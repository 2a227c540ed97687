use std::path::PathBuf;

use crate::board::Move;

/// Errors raised by the game engine at its driver boundary.
#[derive(Debug, Clone, PartialEq, Eq, thiserror::Error)]
pub enum EngineError {
    #[error("invalid player id {0} (expected 1 or 2)")]
    InvalidPlayer(u8),

    #[error("illegal move {mv}: {reason}")]
    IllegalMove { mv: Move, reason: &'static str },

    #[error("position ({row}, {col}) is off the board")]
    OutOfBounds { row: usize, col: usize },

    #[error("invalid board layout: {0}")]
    InvalidLayout(String),

    #[error("game is already over")]
    GameOver,
}

/// Errors that can occur when loading configuration.
#[derive(Debug, thiserror::Error)]
pub enum ConfigError {
    #[error("failed to read config file {path}: {source}")]
    FileRead {
        path: PathBuf,
        source: std::io::Error,
    },

    #[error("failed to parse TOML: {0}")]
    TomlParse(#[from] toml::de::Error),

    #[error("config validation error: {0}")]
    Validation(String),
}

#[cfg(test)]
mod tests {
    use super::*;
    use crate::board::{Direction, Pos};

    #[test]
    fn test_invalid_player_display() {
        let err = EngineError::InvalidPlayer(3);
        assert_eq!(err.to_string(), "invalid player id 3 (expected 1 or 2)");
    }

    #[test]
    fn test_illegal_move_display() {
        let err = EngineError::IllegalMove {
            mv: Move::new(Pos::new(0, 0), Direction::Up),
            reason: "direction is blocked",
        };
        assert_eq!(err.to_string(), "illegal move A1 up: direction is blocked");
    }

    #[test]
    fn test_config_error_display() {
        let err = ConfigError::Validation("engine.normal_depth must be > 0".to_string());
        assert_eq!(
            err.to_string(),
            "config validation error: engine.normal_depth must be > 0"
        );
    }
}
use std::path::Path;

use log::warn;

use crate::engine::EngineConfig;
use crate::error::ConfigError;
use crate::ui::UiConfig;

/// Default config file looked up next to the binary's working directory
pub const DEFAULT_CONFIG_PATH: &str = "crab_puzzle.toml";

/// Top-level application configuration, loadable from TOML.
#[derive(Debug, Clone, Default, PartialEq, serde::Serialize, serde::Deserialize)]
#[serde(default)]
pub struct AppConfig {
    pub engine: EngineConfig,
    pub ui: UiConfig,
}

impl AppConfig {
    /// Load configuration from a TOML file.
    pub fn load(path: &Path) -> Result<Self, ConfigError> {
        let content = std::fs::read_to_string(path).map_err(|e| ConfigError::FileRead {
            path: path.to_path_buf(),
            source: e,
        })?;
        let config: AppConfig = toml::from_str(&content)?;
        config.validate()?;
        Ok(config)
    }

    /// Load configuration from a TOML file, falling back to defaults if the file
    /// does not exist.
    pub fn load_or_default(path: &Path) -> Result<Self, ConfigError> {
        if path.exists() {
            Self::load(path)
        } else {
            warn!("config file '{}' not found, using defaults", path.display());
            Ok(Self::default())
        }
    }

    /// Validate configuration values.
    pub fn validate(&self) -> Result<(), ConfigError> {
        self.engine.validate()?;
        self.ui.validate()?;
        Ok(())
    }
}
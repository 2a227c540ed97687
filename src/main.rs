//! Crab Puzzle GUI
//!
//! A graphical interface for playing Crab Puzzle against the CPU or another player.

use std::path::Path;

use crab_puzzle::config::{AppConfig, DEFAULT_CONFIG_PATH};
use crab_puzzle::ui::CrabPuzzleApp;

fn main() -> Result<(), Box<dyn std::error::Error>> {
    env_logger::Builder::from_env(env_logger::Env::default().default_filter_or("info")).init();

    let config = AppConfig::load_or_default(Path::new(DEFAULT_CONFIG_PATH))?;

    let options = eframe::NativeOptions {
        viewport: egui::ViewportBuilder::default()
            .with_inner_size([900.0, 640.0])
            .with_min_inner_size([720.0, 520.0])
            .with_title("Crab Puzzle"),
        ..Default::default()
    };

    eframe::run_native(
        "Crab Puzzle",
        options,
        Box::new(|cc| Ok(Box::new(CrabPuzzleApp::new(cc, config)))),
    )?;
    Ok(())
}
//! Board structure with the slide-move primitive

use std::fmt;
use std::str::FromStr;

use super::bitboard::Bitboard;
use super::{Cell, Direction, Move, Player, Pos, BOARD_SIZE};
use crate::error::EngineError;

/// Starting layout: (row, col, owner)
const INITIAL_LAYOUT: [(u8, u8, Player); 12] = [
    (0, 0, Player::A),
    (0, 2, Player::B),
    (0, 3, Player::A),
    (0, 5, Player::B),
    (2, 0, Player::B),
    (2, 5, Player::A),
    (3, 0, Player::A),
    (3, 5, Player::B),
    (5, 0, Player::B),
    (5, 2, Player::A),
    (5, 3, Player::B),
    (5, 5, Player::A),
];

/// Game board. Small enough to be copied freely, so search branches
/// work on their own value and never alias the caller's board.
#[derive(Debug, Clone, Copy, PartialEq, Eq, Hash, Default)]
pub struct Board {
    /// Player A pieces
    a: Bitboard,
    /// Player B pieces
    b: Bitboard,
}

impl Board {
    /// Empty board
    pub fn new() -> Self {
        Self {
            a: Bitboard::new(),
            b: Bitboard::new(),
        }
    }

    /// Board with the fixed starting layout, six pieces per side
    pub fn initial() -> Self {
        let mut board = Self::new();
        for (row, col, player) in INITIAL_LAYOUT {
            board.place_piece(Pos::new(row, col), player);
        }
        board
    }

    /// Get cell at position
    #[inline]
    pub fn get(&self, pos: Pos) -> Cell {
        if self.a.get(pos) {
            Cell::Piece(Player::A)
        } else if self.b.get(pos) {
            Cell::Piece(Player::B)
        } else {
            Cell::Empty
        }
    }

    /// Check if position is empty
    #[inline]
    pub fn is_empty(&self, pos: Pos) -> bool {
        !self.a.get(pos) && !self.b.get(pos)
    }

    /// Put a piece on an empty cell (setup and tests only; moves use `slide`)
    #[inline]
    pub fn place_piece(&mut self, pos: Pos, player: Player) {
        self.remove_piece(pos);
        self.pieces_mut(player).set(pos);
    }

    /// Remove a piece
    #[inline]
    pub fn remove_piece(&mut self, pos: Pos) {
        self.a.clear(pos);
        self.b.clear(pos);
    }

    /// Bitboard for a player
    #[inline]
    pub fn pieces(&self, player: Player) -> Bitboard {
        match player {
            Player::A => self.a,
            Player::B => self.b,
        }
    }

    #[inline]
    fn pieces_mut(&mut self, player: Player) -> &mut Bitboard {
        match player {
            Player::A => &mut self.a,
            Player::B => &mut self.b,
        }
    }

    #[inline]
    pub fn piece_count(&self, player: Player) -> u32 {
        self.pieces(player).count()
    }

    /// Number of empty cells
    #[inline]
    pub fn empty_count(&self) -> u32 {
        (BOARD_SIZE * BOARD_SIZE) as u32 - self.a.count() - self.b.count()
    }

    /// True if the cell one step from `pos` in `dir` exists and is empty
    #[inline]
    pub fn can_step(&self, pos: Pos, dir: Direction) -> bool {
        pos.step(dir).is_some_and(|next| self.is_empty(next))
    }

    /// Where a piece at `pos` ends up when slid in `dir`: the last empty cell
    /// before the edge or any occupied cell. Returns `pos` when blocked.
    pub fn slide_destination(&self, pos: Pos, dir: Direction) -> Pos {
        let mut current = pos;
        while let Some(next) = current.step(dir) {
            if !self.is_empty(next) {
                break;
            }
            current = next;
        }
        current
    }

    /// Slide without reporting errors. The search only feeds moves it
    /// generated itself through here. Returns the destination; a start cell
    /// not holding `player`'s piece leaves the board as it was.
    #[inline]
    pub fn slide(&mut self, mv: Move, player: Player) -> Pos {
        if self.get(mv.from) != Cell::Piece(player) {
            return mv.from;
        }
        let dest = self.slide_destination(mv.from, mv.direction);
        if dest != mv.from {
            let pieces = self.pieces_mut(player);
            pieces.clear(mv.from);
            pieces.set(dest);
        }
        dest
    }

    /// Copy of the board with `mv` applied (unchecked)
    #[inline]
    pub fn with_move(&self, mv: Move, player: Player) -> Board {
        let mut next = *self;
        next.slide(mv, player);
        next
    }

    /// Validated move application for driver input.
    ///
    /// Fails with `IllegalMove` when `mv.from` does not hold `player`'s piece
    /// or the adjacent cell in `mv.direction` is off-board or occupied.
    /// The board is untouched on failure.
    pub fn apply_move(&mut self, mv: Move, player: Player) -> Result<Pos, EngineError> {
        if self.get(mv.from) != Cell::Piece(player) {
            return Err(EngineError::IllegalMove {
                mv,
                reason: "start cell does not hold the mover's piece",
            });
        }
        if !self.can_step(mv.from, mv.direction) {
            return Err(EngineError::IllegalMove {
                mv,
                reason: "direction is blocked",
            });
        }
        Ok(self.slide(mv, player))
    }
}

impl fmt::Display for Board {
    /// Text grid: `.` empty, `A`/`B` pieces, one row per line
    fn fmt(&self, f: &mut fmt::Formatter<'_>) -> fmt::Result {
        for row in 0..BOARD_SIZE as u8 {
            for col in 0..BOARD_SIZE as u8 {
                let ch = match self.get(Pos::new(row, col)) {
                    Cell::Empty => '.',
                    Cell::Piece(Player::A) => 'A',
                    Cell::Piece(Player::B) => 'B',
                };
                write!(f, "{ch}")?;
            }
            writeln!(f)?;
        }
        Ok(())
    }
}

impl FromStr for Board {
    type Err = EngineError;

    /// Parse the `Display` format. Whitespace inside a row is ignored.
    fn from_str(s: &str) -> Result<Self, Self::Err> {
        let rows: Vec<Vec<char>> = s
            .lines()
            .map(|line| line.chars().filter(|c| !c.is_whitespace()).collect::<Vec<_>>())
            .filter(|row| !row.is_empty())
            .collect();
        if rows.len() != BOARD_SIZE {
            return Err(EngineError::InvalidLayout(format!(
                "expected {BOARD_SIZE} rows, found {}",
                rows.len()
            )));
        }

        let mut board = Board::new();
        for (row, cells) in rows.iter().enumerate() {
            if cells.len() != BOARD_SIZE {
                return Err(EngineError::InvalidLayout(format!(
                    "row {} has {} cells",
                    row + 1,
                    cells.len()
                )));
            }
            for (col, ch) in cells.iter().enumerate() {
                let pos = Pos::new(row as u8, col as u8);
                match ch {
                    '.' => {}
                    'A' | 'a' | '1' => board.place_piece(pos, Player::A),
                    'B' | 'b' | '2' => board.place_piece(pos, Player::B),
                    other => {
                        return Err(EngineError::InvalidLayout(format!(
                            "unexpected cell '{other}' at {}",
                            pos.label()
                        )))
                    }
                }
            }
        }
        Ok(board)
    }
}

- _What you should do_
Using the listing, collect all lines in which the string "current" is found.

- _Result_
        let mut current = pos;
        while let Some(next) = current.step(dir) {
            current = next;
        current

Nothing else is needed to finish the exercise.